There is a need for a dynamic system whereby one or more or several pathologists, including a consulting pathologist, may view the same area simultaneously and interact with one another either in diagnosis or in analysis. Also, it would be best if the images from the specimen could be stored so that a pathologist could easily examine the images at his leisure using an intranet or Internet browser at a later date merely by accessing the particular web site where the images are located.
It will be appreciated that a host of problems need to be solved to allow Internet or intranet users to view on their respective monitors useful, low resolution, macro images and high resolution, micro images of several adjacent, original microscope images. One of the first problems is how to seam together neighboring tile images to form a seamless overall view of these tiles. Heretofore, attempts to seam the tiles used software to combine the pixels at the tile boundaries and have been generally unsuccessful. Another problem is that of mapping of coordinates beginning with the coordinates, usually X and Y coordinates, from and at the microscope stage carrying the slide and then the mapping of coordinates on the scanning screen not only for one magnification but also to coordinate the mapping for the respective multiple resolution images taken typically at 1.25.times., 10.times. and 40.times. or more. These coordinates must be maintained for a large number of tiled images, e.g., 40 tiled images for one macro image. In order for the remote user to view these tile images and to flip back and forth between different resolution, tiled images, the user's computer and monitor not only must receive the addresses and stored parameters for each pixel but must also run them on a generic viewing program.

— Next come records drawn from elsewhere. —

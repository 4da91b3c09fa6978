//! Schema-driven injection of JSON documents into typed object trees.
//!
//! ```
//! use json_inject::schema::{ClassDef, DataType, Multiplicity, Schema};
//! use json_inject::model::Scalar;
//! use serde_json::json;
//!
//! let schema = Schema::new("people", [
//!     ClassDef::new("Root")
//!         .attribute("name", DataType::String, Multiplicity::Single)
//!         .attribute("scores", DataType::Integer, Multiplicity::Many),
//! ]).unwrap();
//!
//! let objects = json_inject::inject(&json!({"name": "a", "scores": [1, 2, 3]}), &schema);
//! assert_eq!(objects.len(), 1);
//! assert_eq!(objects[0].attribute("name"), Some(&Scalar::from("a")));
//! assert_eq!(objects[0].attributes("scores").len(), 3);
//! ```
pub mod schema;
pub mod model;
pub mod inject;
pub mod cli;
pub mod jq_exec;

pub use inject::{inject, inject_file, inject_str, InjectError, InjectOptions, Injector};
pub use model::{Instance, Scalar, Slot};
pub use schema::{Schema, SchemaError};
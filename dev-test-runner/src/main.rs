//! Fixture runner: inject every `fixtures/<case>/input.json` against its
//! `schema.json` and compare the rendered trees with `expected.txt`.
//!
//! `cargo run -p dev-test-runner [-- <fixtures-dir>]`
use std::path::{Path, PathBuf};
use std::process::ExitCode;
use anyhow::{Context, Result};
use colored::Colorize;

fn run_case(dir: &Path) -> Result<Option<String>> {
    let objects = json_inject::inject_file(dir.join("input.json"), dir.join("schema.json"))?;
    let expected_path = dir.join("expected.txt");
    let expected = std::fs::read_to_string(&expected_path)
        .with_context(|| format!("failed to read {}", expected_path.display()))?;

    let actual: String = objects.iter().map(|o| o.to_string()).collect();

    if actual == expected {
        Ok(None)
    } else {
        Ok(Some(actual))
    }
}

fn main() -> Result<ExitCode> {
    let root = std::env::args()
        .nth(1)
        .map(PathBuf::from)
        .unwrap_or_else(|| PathBuf::from(env!("CARGO_MANIFEST_DIR")).join("fixtures"));

    let pattern = format!("{}/*/schema.json", glob::Pattern::escape(&root.to_string_lossy()));
    let mut failed = 0usize;
    let mut cases = Vec::new();
    for entry in glob::glob(&pattern).with_context(|| format!("invalid fixture pattern {pattern}"))? {
        match entry {
            Ok(schema_path) => {
                if let Some(dir) = schema_path.parent() {
                    cases.push(dir.to_path_buf());
                }
            }
            Err(error) => {
                failed += 1;
                eprintln!("{} {}: {error}", "❌".red(), error.path().display());
            }
        }
    }
    cases.sort();

    for case in &cases {
        let name = case.file_name().map(|n| n.to_string_lossy().to_string()).unwrap_or_default();
        match run_case(case) {
            Ok(None) => eprintln!("{} {name}", "✅".green()),
            Ok(Some(actual)) => {
                failed += 1;
                eprintln!("{} {name}: output differs from expected.txt", "❌".red());
                eprintln!("—— actual ——\n{actual}");
            }
            Err(error) => {
                failed += 1;
                eprintln!("{} {name}: {error:#}", "❌".red());
            }
        }
    }

    if cases.is_empty() {
        failed += 1;
        eprintln!("{} no fixtures matched {pattern}", "❌".red());
    }
    eprintln!("{} case(s), {} failed", cases.len(), failed);
    Ok(if failed == 0 { ExitCode::SUCCESS } else { ExitCode::FAILURE })
}
//! Schema-driven injection engine.
//!
//! Walk a JSON tree depth-first and build typed [`Instance`]s from a
//! [`Schema`]. Matching is purely by key name: keys with no field are
//! ignored, fields with no key stay empty, and values whose shape does not
//! fit their field are dropped. Nothing here fails; a partially matching
//! document yields a partially populated graph.
//!
//! Rules:
//! - Root: a JSON object, or every object element of a JSON array.
//! - Arrays feed their elements one at a time into the same field, so a
//!   single-valued field fed an array keeps the last assignable element.
//! - Attributes take coerced primitives; references take nested objects,
//!   instantiated against the field's target class.
pub mod coerce;

use std::path::{Path, PathBuf};
use serde_json::{Map, Value};
use thiserror::Error;

use crate::model::Instance;
use crate::schema::{Classifier, FieldDef, FieldKind, Schema, SchemaError};

pub use coerce::coerce;

// ------------------------------- Policy ---------------------------------- //

/// Conventional name of the entry-point class.
pub const ROOT_CLASS: &str = "Root";
/// Nesting guard: objects deeper than this many reference hops are dropped.
pub const DEFAULT_MAX_DEPTH: usize = 256;

#[derive(Clone, Debug)]
pub struct InjectOptions {
    pub root_class: String,
    pub max_depth: usize,
}

impl Default for InjectOptions {
    fn default() -> Self {
        Self { root_class: ROOT_CLASS.to_string(), max_depth: DEFAULT_MAX_DEPTH }
    }
}

// -------------------------------- Roots ----------------------------------- //

/// Top-level JSON objects to instantiate, in document order.
pub fn root_objects(v: &Value) -> Vec<&Map<String, Value>> {
    match v {
        Value::Array(xs) => {
            tracing::debug!(len = xs.len(), "several root candidates found");
            xs.iter().filter_map(Value::as_object).collect()
        }
        Value::Object(m) => {
            tracing::debug!("single root object found");
            vec![m]
        }
        other => {
            tracing::debug!(root = %other, "root is neither object nor array");
            Vec::new()
        }
    }
}

// ------------------------------- Front API -------------------------------- //

pub struct Injector<'s> {
    schema: &'s Schema,
    options: InjectOptions,
}

impl<'s> Injector<'s> {
    pub fn new(schema: &'s Schema) -> Self {
        Self::with_options(schema, InjectOptions::default())
    }

    pub fn with_options(schema: &'s Schema, options: InjectOptions) -> Self {
        Self { schema, options }
    }

    pub fn inject(&self, v: &Value) -> Vec<Instance> {
        let roots = root_objects(v);
        let Some(root) = self.schema.classifier(&self.options.root_class) else {
            tracing::debug!(root_class = %self.options.root_class, "root class not in schema");
            return Vec::new();
        };
        roots
            .into_iter()
            .filter_map(|obj| self.instantiate(root, obj, 0))
            .collect()
    }

    // ---------------------------- Instantiate ----------------------------- //

    /// Build one instance of `classifier` from `obj`. `None` when the
    /// classifier cannot be instantiated or `depth` exceeds the limit.
    pub fn instantiate(&self, classifier: &Classifier, obj: &Map<String, Value>, depth: usize) -> Option<Instance> {
        let Some(class) = classifier.as_instantiable() else {
            tracing::debug!(classifier = classifier.name(), "not instantiable; object dropped");
            return None;
        };
        if depth > self.options.max_depth {
            tracing::warn!(class = class.name(), depth, max_depth = self.options.max_depth, "nesting too deep; object dropped");
            return None;
        }

        let mut inst = Instance::new(class);
        for (key, value) in obj {
            match class.field_by_name(key) {
                Some(field) => self.assign(&mut inst, field, value, depth),
                None => tracing::trace!(class = class.name(), key = %key, "no such field; ignored"),
            }
        }
        Some(inst)
    }

    // ------------------------------- Assign ------------------------------- //

    /// Assign `v` to `field`, element by element when `v` is an array.
    pub fn assign(&self, inst: &mut Instance, field: &FieldDef, v: &Value, depth: usize) {
        match v {
            Value::Array(xs) => {
                for x in xs {
                    self.assign_one(inst, field, x, depth);
                }
            }
            _ => self.assign_one(inst, field, v, depth),
        }
    }

    fn assign_one(&self, inst: &mut Instance, field: &FieldDef, v: &Value, depth: usize) {
        tracing::trace!(field = field.name(), "setting field");
        match field.kind() {
            FieldKind::Attribute { .. } => {
                // Non-coercible values are skipped: no placeholder is appended
                // and a previous single value is kept.
                if let Some(scalar) = coerce(v) {
                    inst.set_attribute(field.name(), scalar);
                }
            }
            FieldKind::Reference { target } => {
                let Value::Object(child_obj) = v else {
                    return;
                };
                let Some(child_class) = self.schema.classifier(target) else {
                    tracing::debug!(field = field.name(), target = %target, "reference target not in schema; value dropped");
                    return;
                };
                if let Some(child) = self.instantiate(child_class, child_obj, depth + 1) {
                    inst.set_child(field.name(), child);
                }
            }
        }
    }
}

/// Inject `v` against `schema` with default options.
pub fn inject(v: &Value, schema: &Schema) -> Vec<Instance> {
    Injector::new(schema).inject(v)
}

// ----------------------------- Text and files ----------------------------- //

/// Failures before injection starts: the core itself never fails.
#[derive(Error, Debug)]
pub enum InjectError {
    #[error("failed to read {path}: {source}")]
    Io {
        path: PathBuf,
        #[source]
        source: std::io::Error,
    },

    #[error("malformed JSON: {0}")]
    Json(#[from] serde_json::Error),

    #[error(transparent)]
    Schema(#[from] SchemaError),
}

pub fn read_source(path: &Path) -> Result<String, InjectError> {
    std::fs::read_to_string(path).map_err(|source| InjectError::Io {
        path: path.to_path_buf(),
        source,
    })
}

pub fn parse_document(src: &str) -> Result<Value, InjectError> {
    Ok(serde_json::from_str::<Value>(src)?)
}

/// Parse `src` and inject it against `schema`.
pub fn inject_str(src: &str, schema: &Schema) -> Result<Vec<Instance>, InjectError> {
    Ok(inject(&parse_document(src)?, schema))
}

/// Load the schema at `schema_path`, then inject the JSON file at `json_path`.
pub fn inject_file(json_path: impl AsRef<Path>, schema_path: impl AsRef<Path>) -> Result<Vec<Instance>, InjectError> {
    let schema = Schema::load(schema_path)?;
    inject_str(&read_source(json_path.as_ref())?, &schema)
}

// ------------------------------- Tests ------------------------------------ //
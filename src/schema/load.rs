//! Schema documents on disk.
//!
//! The on-disk form is plain JSON (`classifiers` tagged by `kind`). Parse
//! failures report the JSON path of the offending entry.
use std::path::{Path, PathBuf};
use serde::Deserialize;
use thiserror::Error;

use super::{ClassDef, Classifier, DataType, DataTypeDef, FieldDef, Multiplicity, Schema};

#[derive(Error, Debug)]
pub enum SchemaError {
    #[error("failed to read schema {path}: {source}")]
    Io {
        path: PathBuf,
        #[source]
        source: std::io::Error,
    },

    #[error("malformed schema at JSON path {path}: {message}")]
    Parse { path: String, message: String },

    #[error("duplicate classifier `{name}`")]
    DuplicateClassifier { name: String },

    #[error("duplicate field `{field}` in class `{class}`")]
    DuplicateField { class: String, field: String },
}

// ------------------------------ Documents --------------------------------- //

#[derive(Deserialize, Debug)]
#[serde(deny_unknown_fields)]
struct SchemaDoc {
    #[serde(default)]
    name: String,
    #[serde(default)]
    classifiers: Vec<ClassifierDoc>,
}

// Plain structs with a `kind` field rather than internally tagged enums:
// serde buffers tagged enums, which hides the error path inside them.

#[derive(Deserialize, Debug, Clone, Copy)]
#[serde(rename_all = "lowercase")]
enum ClassifierKind {
    Class,
    Datatype,
}

#[derive(Deserialize, Debug)]
#[serde(deny_unknown_fields)]
struct ClassifierDoc {
    kind: ClassifierKind,
    name: String,
    #[serde(default, rename = "abstract")]
    is_abstract: Option<bool>,
    #[serde(default)]
    fields: Option<Vec<FieldDoc>>,
}

#[derive(Deserialize, Debug, Clone, Copy)]
#[serde(rename_all = "lowercase")]
enum FieldKindDoc {
    Attribute,
    Reference,
}

#[derive(Deserialize, Debug)]
#[serde(deny_unknown_fields)]
struct FieldDoc {
    kind: FieldKindDoc,
    name: String,
    #[serde(default, rename = "type")]
    data_type: Option<DataType>,
    #[serde(default)]
    target: Option<String>,
    #[serde(default)]
    many: bool,
}

fn multiplicity(many: bool) -> Multiplicity {
    if many { Multiplicity::Many } else { Multiplicity::Single }
}

fn malformed(path: String, message: &str) -> SchemaError {
    SchemaError::Parse { path, message: message.to_string() }
}

impl FieldDoc {
    /// `path` locates this entry, e.g. `classifiers[0].fields[1]`.
    fn into_def(self, path: String) -> Result<FieldDef, SchemaError> {
        let many = multiplicity(self.many);
        match self.kind {
            FieldKindDoc::Attribute => {
                if self.target.is_some() {
                    return Err(malformed(path, "`target` is only allowed on references"));
                }
                Ok(FieldDef::attribute(self.name, self.data_type.unwrap_or_default(), many))
            }
            FieldKindDoc::Reference => {
                if self.data_type.is_some() {
                    return Err(malformed(path, "`type` is only allowed on attributes"));
                }
                let Some(target) = self.target else {
                    return Err(malformed(path, "missing field `target`"));
                };
                Ok(FieldDef::reference(self.name, target, many))
            }
        }
    }
}

impl ClassifierDoc {
    fn into_classifier(self, path: String) -> Result<Classifier, SchemaError> {
        match self.kind {
            ClassifierKind::Datatype => {
                if self.is_abstract.is_some() || self.fields.is_some() {
                    return Err(malformed(path, "datatypes take no `abstract` or `fields`"));
                }
                Ok(DataTypeDef::new(self.name).into())
            }
            ClassifierKind::Class => {
                let mut class = ClassDef::new(self.name);
                if self.is_abstract.unwrap_or(false) {
                    class = class.abstract_class();
                }
                for (i, f) in self.fields.unwrap_or_default().into_iter().enumerate() {
                    class = class.try_with_field(f.into_def(format!("{path}.fields[{i}]"))?)?;
                }
                Ok(class.into())
            }
        }
    }
}

// ------------------------------- Loading ---------------------------------- //

/// Deserialize with JSON-path context in error messages.
fn from_str_with_path<'de, T: Deserialize<'de>>(src: &'de str) -> Result<T, SchemaError> {
    let de = &mut serde_json::Deserializer::from_str(src);
    serde_path_to_error::deserialize::<_, T>(de).map_err(|err| SchemaError::Parse {
        path: err.path().to_string(),
        message: err.into_inner().to_string(),
    })
}

impl Schema {
    pub fn from_json_str(src: &str) -> Result<Self, SchemaError> {
        let doc: SchemaDoc = from_str_with_path(src)?;
        let classifiers = doc
            .classifiers
            .into_iter()
            .enumerate()
            .map(|(i, c)| c.into_classifier(format!("classifiers[{i}]")))
            .collect::<Result<Vec<_>, _>>()?;
        Schema::new(doc.name, classifiers)
    }

    pub fn load(path: impl AsRef<Path>) -> Result<Self, SchemaError> {
        let path = path.as_ref();
        let src = std::fs::read_to_string(path).map_err(|source| SchemaError::Io {
            path: path.to_path_buf(),
            source,
        })?;
        let schema = Self::from_json_str(&src)?;
        tracing::debug!(path = %path.display(), classifiers = schema.classifiers().count(), "loaded schema");
        Ok(schema)
    }
}

// ------------------------------- Tests ------------------------------------ //
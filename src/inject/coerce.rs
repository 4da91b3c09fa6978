use serde_json::{Number, Value};
use crate::model::Scalar;

/// JSON primitive → scalar. Objects, arrays and null yield `None`.
pub fn coerce(v: &Value) -> Option<Scalar> {
    match v {
        Value::String(s) => Some(Scalar::String(s.clone())),
        Value::Number(n) => Some(Scalar::Integer(truncate(n))),
        Value::Bool(b) => Some(Scalar::Boolean(*b)),
        Value::Null | Value::Array(_) | Value::Object(_) => None,
    }
}

// Kept for compatibility with existing documents: fractions are discarded and
// nothing is range-checked (u64 above i64::MAX wraps, large floats saturate).
// Probably a latent bug for real-valued data.
fn truncate(n: &Number) -> i64 {
    if let Some(i) = n.as_i64() {
        i
    } else if let Some(u) = n.as_u64() {
        u as i64
    } else {
        n.as_f64().map(|f| f.trunc() as i64).unwrap_or_default()
    }
}

#[cfg(test)]
mod tests {
    use super::*;
    use serde_json::json;

    #[test]
    fn primitives_map_to_scalars() {
        assert_eq!(coerce(&json!("abc")), Some(Scalar::String("abc".into())));
        assert_eq!(coerce(&json!("")), Some(Scalar::String(String::new())));
        assert_eq!(coerce(&json!(42)), Some(Scalar::Integer(42)));
        assert_eq!(coerce(&json!(-7)), Some(Scalar::Integer(-7)));
        assert_eq!(coerce(&json!(true)), Some(Scalar::Boolean(true)));
        assert_eq!(coerce(&json!(false)), Some(Scalar::Boolean(false)));
    }

    #[test]
    fn fractions_truncate_toward_zero() {
        assert_eq!(coerce(&json!(3.9)), Some(Scalar::Integer(3)));
        assert_eq!(coerce(&json!(-3.9)), Some(Scalar::Integer(-3)));
        assert_eq!(coerce(&json!(0.5)), Some(Scalar::Integer(0)));
    }

    #[test]
    fn out_of_range_numbers_are_not_checked() {
        assert_eq!(coerce(&json!(u64::MAX)), Some(Scalar::Integer(-1)));
        assert_eq!(coerce(&json!(1e300)), Some(Scalar::Integer(i64::MAX)));
    }

    #[test]
    fn non_primitives_yield_nothing() {
        assert_eq!(coerce(&json!(null)), None);
        assert_eq!(coerce(&json!([1, 2])), None);
        assert_eq!(coerce(&json!({"a": 1})), None);
    }

    #[test]
    fn coercion_is_deterministic() {
        let v = json!(12.75);
        assert_eq!(coerce(&v), coerce(&v));
    }
}
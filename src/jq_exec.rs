//! jq pre-processing of input documents (via jaq).
use anyhow::{anyhow, Context, Result};
use jaq_core::{compile::Undefined, load, Compiler, Ctx, RcIter};
use jaq_json::Val;
use serde_json::Value;

/// Compile `filter_src` without running it, so a bad filter is reported
/// before any input is read.
pub fn check(filter_src: &str) -> Result<()> {
    let loader = load::Loader::new(jaq_std::defs().chain(jaq_json::defs()));
    let arena = load::Arena::default();
    let program = load::File { code: filter_src, path: () };
    let modules = loader.load(&arena, program).map_err(format_parse_errors)?;
    Compiler::default()
        .with_funs(jaq_std::funs().chain(jaq_json::funs()))
        .compile(modules)
        .map_err(format_undefined_errors)?;
    Ok(())
}

/// Run `filter_src` over `input`; every output becomes one document.
pub fn run(filter_src: &str, input: &Value) -> Result<Vec<Value>> {
    let loader = load::Loader::new(jaq_std::defs().chain(jaq_json::defs()));
    let arena = load::Arena::default();
    let program = load::File { code: filter_src, path: () };

    let modules = loader
        .load(&arena, program)
        .map_err(format_parse_errors)?;

    let filter = Compiler::default()
        .with_funs(jaq_std::funs().chain(jaq_json::funs()))
        .compile(modules)
        .map_err(format_undefined_errors)?;

    let inputs = RcIter::new(core::iter::empty());
    let outputs = filter.run((Ctx::new([], &inputs), Val::from(input.clone())));

    let mut docs = Vec::new();
    for item in outputs {
        let v = item.map_err(|e| anyhow!("jq runtime error: {e:?}"))?;
        // Val renders as JSON text
        let text = v.to_string();
        let doc = serde_json::from_str::<Value>(&text)
            .with_context(|| format!("jq produced a non-JSON value: {text}"))?;
        docs.push(doc);
    }
    Ok(docs)
}

fn format_parse_errors(
    errs: Vec<(load::File<&str, ()>, load::Error<&str>)>,
) -> anyhow::Error {
    let mut s = String::new();
    for (file, err) in errs {
        s.push_str(&format!("parse error: {err:?} in `{}`\n", file.code));
    }
    anyhow!(s)
}

fn format_undefined_errors(
    errs: Vec<(load::File<&str, ()>, Vec<(&str, Undefined)>)>,
) -> anyhow::Error {
    let mut s = String::new();
    for (file, list) in errs {
        for (name, undef) in list {
            s.push_str(&format!("undefined `{name}`: {undef:?} in `{}`\n", file.code));
        }
    }
    anyhow!(s)
}

#[cfg(test)]
mod tests {
    use super::*;
    use serde_json::json;

    #[test]
    fn each_output_is_a_document() {
        let docs = run(".items[]", &json!({"items": [{"name": "a"}, {"name": "b"}]})).unwrap();
        assert_eq!(docs, vec![json!({"name": "a"}), json!({"name": "b"})]);
    }

    #[test]
    fn bad_filter_is_rejected_up_front() {
        assert!(check(".items[]").is_ok());
        assert!(check(".items[").is_err());
        assert!(check("no_such_function_xyz").is_err());
    }
}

Another problem with acquiring image tiles and sending them over a low bandwidth Internet channel is that both the storage requirements on the server and the amount of data acquired per slide become high, such as for example, 120 megabytes to one gigabyte. The 120 megabytes is only achieved by not taking image tiles of the entire specimen but only image tiles from the areas selected by the pathologist when tracing at high resolution along basal layers or only at the dispersed, suspicious cancer appearing area in a breast cancer. Even with this selective interaction by a pathologist in constructing the macro and micro digitized images with a vastly reduced amount of image tiles relative to that which would be acquired if the entire specimen where imaged at each of the multiple magnifications, the acquired amount of data is a monstrous problem of transmitting in a reasonable amount of time over a narrow bandwidth channel to an ordinary web browser having limited storage capacity. While rough compression techniques could be used, they cannot be used at the expense of providing the high resolution image that the pathologist must have for diagnosis of the specimen.